2020年4〜5月の新型コロナ感染症緊急事態宣言以降、弊社では在宅勤務が続いている。集中して仕事ができるように仕事環境などには気を配っているが、逆に緩みっぱなしになっているのが「服装」、そして「体型」である。

 パジャマで仕事することはないが、連日着用しているのは中年体型でも十分なゆとりを持って着られるゆるっとしたTシャツにジーパンで、ゆとりとしてはパジャマ同等。たまの取材でスーツやブラウスに手を通すと、「あー、やっぱり堅苦しいな」と思う。いや、堅苦しいのではなく「締め付けられて苦しい」のだ。

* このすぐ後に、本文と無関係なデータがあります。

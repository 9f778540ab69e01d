//! Seed fixtures for the `users` collection
//!
//! Written on first run only; afterwards the persisted collection is the
//! source of truth. Fixture passwords are hashed at seed time, so the
//! plaintext values below never reach the store.

use crate::error::UserResult;
use crate::models::User;
use crate::password::hash_password;

/// (id, name, email, password) fixture rows
const DEFAULT_USERS: [(&str, &str, &str, &str); 3] = [
    ("admin", "Admin User", "admin@example.com", "password123"),
    ("user1", "Kowsik Alluri", "kousikalluri@gmail.com", "password1234"),
    ("user2", "Jagadeesh Kadimi", "kadamijagadesh@gmail.com", "password123"),
];

/// Default users written when the collection is first initialized
pub fn default_users() -> UserResult<Vec<User>> {
    DEFAULT_USERS
        .iter()
        .map(|(id, name, email, password)| {
            Ok(User::new(
                id.to_string(),
                name.to_string(),
                email.to_string(),
                hash_password(password)?,
            ))
        })
        .collect()
}

#[cfg(test)]
mod tests {
    use super::*;
    use crate::password::verify_password;

    #[test]
    fn test_seed_has_three_fixed_users() {
        let users = default_users().unwrap();

        let ids: Vec<&str> = users.iter().map(|u| u.id.as_str()).collect();
        assert_eq!(ids, vec!["admin", "user1", "user2"]);
        assert_eq!(users[0].email, "admin@example.com");
    }

    #[test]
    fn test_seed_passwords_are_hashed_not_plaintext() {
        let users = default_users().unwrap();

        for user in &users {
            assert!(user.password_hash.starts_with("$argon2"));
        }
        assert!(verify_password("password123", &users[0].password_hash).unwrap());
        assert!(verify_password("password1234", &users[1].password_hash).unwrap());
    }
}
use chrono::{DateTime, Utc};
use serde::{Deserialize, Serialize};
use validator::Validate;

/// User entity as persisted in the `users` collection
///
/// The persisted document carries the argon2 hash, never a plaintext
/// password; callers get a [`UserResponse`] with the hash stripped.
#[derive(Debug, Clone, Serialize, Deserialize)]
#[serde(rename_all = "camelCase")]
pub struct User {
    /// Unique identifier (fixed for seed users, uuid-v7 string otherwise)
    pub id: String,
    /// User display name
    pub name: String,
    /// User email (unique, compared case-insensitively)
    pub email: String,
    /// Argon2 PHC hash string
    pub password_hash: String,
    /// Creation timestamp
    pub created_at: DateTime<Utc>,
    /// Last update timestamp, absent until the first profile update
    #[serde(default, skip_serializing_if = "Option::is_none")]
    pub updated_at: Option<DateTime<Utc>>,
}

/// User DTO returned to callers (no password hash)
#[derive(Debug, Clone, Serialize, Deserialize)]
#[serde(rename_all = "camelCase")]
pub struct UserResponse {
    pub id: String,
    pub name: String,
    pub email: String,
    pub created_at: DateTime<Utc>,
    pub updated_at: Option<DateTime<Utc>>,
}

impl From<User> for UserResponse {
    fn from(user: User) -> Self {
        Self {
            id: user.id,
            name: user.name,
            email: user.email,
            created_at: user.created_at,
            updated_at: user.updated_at,
        }
    }
}

/// DTO for registering a new user
#[derive(Debug, Clone, Deserialize, Validate)]
pub struct CreateUser {
    #[validate(length(min = 1, max = 100))]
    pub name: String,
    #[validate(email, length(max = 255))]
    pub email: String,
    pub password: String,
    /// Caller-supplied id; generated when absent
    #[serde(default)]
    pub id: Option<String>,
}

/// DTO for a partial profile update
#[derive(Debug, Clone, Default, Deserialize, Validate)]
pub struct UpdateUser {
    #[validate(length(min = 1, max = 100))]
    pub name: Option<String>,
    #[validate(email, length(max = 255))]
    pub email: Option<String>,
    pub password: Option<String>,
}

impl User {
    /// Build a new user record with an already-hashed password
    pub fn new(id: String, name: String, email: String, password_hash: String) -> Self {
        Self {
            id,
            name,
            email,
            password_hash,
            created_at: Utc::now(),
            updated_at: None,
        }
    }

    /// Shallow merge of an update, last write wins per field.
    ///
    /// A changed password arrives pre-hashed via `new_password_hash`.
    pub fn apply_update(&mut self, update: UpdateUser, new_password_hash: Option<String>) {
        if let Some(name) = update.name {
            self.name = name;
        }
        if let Some(email) = update.email {
            self.email = email;
        }
        if let Some(hash) = new_password_hash {
            self.password_hash = hash;
        }
        self.updated_at = Some(Utc::now());
    }

    /// Case-insensitive email comparison used everywhere emails are matched
    pub fn email_matches(&self, email: &str) -> bool {
        self.email.eq_ignore_ascii_case(email)
    }
}

#[cfg(test)]
mod tests {
    use super::*;

    #[test]
    fn test_apply_update_merges_and_stamps_updated_at() {
        let mut user = User::new(
            "u1".to_string(),
            "Old Name".to_string(),
            "old@example.com".to_string(),
            "hash".to_string(),
        );
        assert!(user.updated_at.is_none());

        user.apply_update(
            UpdateUser {
                name: Some("New Name".to_string()),
                ..Default::default()
            },
            None,
        );

        assert_eq!(user.name, "New Name");
        assert_eq!(user.email, "old@example.com");
        assert_eq!(user.password_hash, "hash");
        assert!(user.updated_at.is_some());
    }

    #[test]
    fn test_email_matches_is_case_insensitive() {
        let user = User::new(
            "u1".to_string(),
            "Name".to_string(),
            "Admin@Example.com".to_string(),
            "hash".to_string(),
        );

        assert!(user.email_matches("admin@example.com"));
        assert!(user.email_matches("ADMIN@EXAMPLE.COM"));
        assert!(!user.email_matches("other@example.com"));
    }

    #[test]
    fn test_user_response_strips_password_hash() {
        let user = User::new(
            "u1".to_string(),
            "Name".to_string(),
            "user@example.com".to_string(),
            "secret-hash".to_string(),
        );

        let json = serde_json::to_string(&UserResponse::from(user)).unwrap();
        assert!(!json.contains("secret-hash"));
        assert!(!json.contains("passwordHash"));
    }
}
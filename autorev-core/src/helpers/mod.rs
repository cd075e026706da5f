//! Low-level helper utilities.

pub mod bundle;
pub mod date;
pub mod source;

 「これがコロナ太りか」と思って体重計に乗ると、確かに重くなっている。でも増加分はほんの数百gだ。デジタル体重計の表示を見て「昨日は夕飯が多かったし、さっき喉が渇いて水もたっぷり飲んだからね」と思う。そして体重計に乗る度に、毎回同じことを思っている自分に気付き、どうも水を飲んで体重が重くなっているわけではないと薄々気付き始めた。

 使っている体重計はスマホ連携機能があり体重が記録されているので、改めて振り返って見た。するとすっかり忘れていたのだが、2020年内だけでも3〜4kgの振れ幅があることになっている。5月の連休に太り、6月にあわててダイエット、安心して夏に太るという流れだったようだ。ただし2020年1月から比べると1kg増程度である。

 私はスマートウォッチを愛用しており、常時運動状況などが計測されている。そのデータも見返してみた。すると毎日の消費カロリーは2020年2月頃の2000kcal前後からコロナ感染症の影響が出始めた3月、4月には1900kcal弱へと落ち込んでいる。歩数は平均で1日9000〜1万歩だったのが3月には8000歩弱、4月には6000歩を下まわるようになった。1000歩で30kcalとすると、消費カロリーの差はほとんど出社に伴う歩数の減少で説明できる。体の脂肪(約20%は水分)は1gで7kcalとされているので、食生活が変わらなかったとすると2020年3〜8月の半年で2.6kgほどの脂肪が付いたことになる。

 とは言っても、むしろ2.6kgも体重が増えた実感はない。が、夏の間にはち切れんばかりの服装で取材に行き、実際ズボンのボタンが飛んでしまうという有様だった。一体どういうことなのか。